[Stored items]
Start of Block
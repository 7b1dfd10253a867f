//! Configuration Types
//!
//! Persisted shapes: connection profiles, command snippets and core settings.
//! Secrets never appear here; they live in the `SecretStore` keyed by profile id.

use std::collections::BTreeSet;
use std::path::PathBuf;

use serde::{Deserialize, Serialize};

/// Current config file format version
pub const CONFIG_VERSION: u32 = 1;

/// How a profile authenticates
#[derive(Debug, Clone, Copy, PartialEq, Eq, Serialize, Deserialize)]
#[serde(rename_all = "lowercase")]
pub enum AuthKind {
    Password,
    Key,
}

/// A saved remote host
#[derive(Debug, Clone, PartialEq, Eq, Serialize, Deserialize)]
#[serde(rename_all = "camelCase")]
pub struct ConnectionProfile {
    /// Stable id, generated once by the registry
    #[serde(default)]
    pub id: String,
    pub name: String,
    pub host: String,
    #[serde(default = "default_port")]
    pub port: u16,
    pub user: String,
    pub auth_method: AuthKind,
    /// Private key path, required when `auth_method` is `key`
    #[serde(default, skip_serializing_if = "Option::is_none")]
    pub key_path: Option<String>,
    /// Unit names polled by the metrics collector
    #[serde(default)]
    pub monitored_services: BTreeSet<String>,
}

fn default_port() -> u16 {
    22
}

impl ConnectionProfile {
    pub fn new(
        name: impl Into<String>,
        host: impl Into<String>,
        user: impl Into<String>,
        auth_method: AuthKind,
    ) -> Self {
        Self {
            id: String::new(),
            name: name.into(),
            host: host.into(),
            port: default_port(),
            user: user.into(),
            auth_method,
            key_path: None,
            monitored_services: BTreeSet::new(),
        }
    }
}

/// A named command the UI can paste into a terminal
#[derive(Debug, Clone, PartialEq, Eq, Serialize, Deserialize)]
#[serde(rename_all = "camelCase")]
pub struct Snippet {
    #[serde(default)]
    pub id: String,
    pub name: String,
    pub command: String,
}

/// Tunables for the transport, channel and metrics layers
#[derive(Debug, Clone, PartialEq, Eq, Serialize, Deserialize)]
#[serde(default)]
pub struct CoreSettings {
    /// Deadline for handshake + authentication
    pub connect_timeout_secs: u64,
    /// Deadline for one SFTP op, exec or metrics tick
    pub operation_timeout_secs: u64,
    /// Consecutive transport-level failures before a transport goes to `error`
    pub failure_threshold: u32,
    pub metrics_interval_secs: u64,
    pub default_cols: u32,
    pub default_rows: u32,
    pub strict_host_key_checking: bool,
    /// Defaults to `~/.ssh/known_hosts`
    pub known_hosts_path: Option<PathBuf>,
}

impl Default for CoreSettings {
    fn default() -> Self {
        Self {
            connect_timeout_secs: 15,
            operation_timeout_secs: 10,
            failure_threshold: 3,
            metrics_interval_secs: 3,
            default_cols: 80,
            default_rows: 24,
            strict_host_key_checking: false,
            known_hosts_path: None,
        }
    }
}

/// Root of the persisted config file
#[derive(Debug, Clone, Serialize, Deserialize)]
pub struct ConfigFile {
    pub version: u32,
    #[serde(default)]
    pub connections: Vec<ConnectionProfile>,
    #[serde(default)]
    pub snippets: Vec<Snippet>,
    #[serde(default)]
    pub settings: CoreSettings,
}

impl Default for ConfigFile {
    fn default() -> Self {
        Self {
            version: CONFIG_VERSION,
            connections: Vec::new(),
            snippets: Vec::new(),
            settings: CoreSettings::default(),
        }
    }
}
End of Block
**WHAT THE EXERCISE ASKS**
Copy out every line from the data above that has "Deadline" in it.

**ANSWER TO THIS TASK**
    /// Deadline for handshake + authentication
    /// Deadline for one SFTP op, exec or metrics tick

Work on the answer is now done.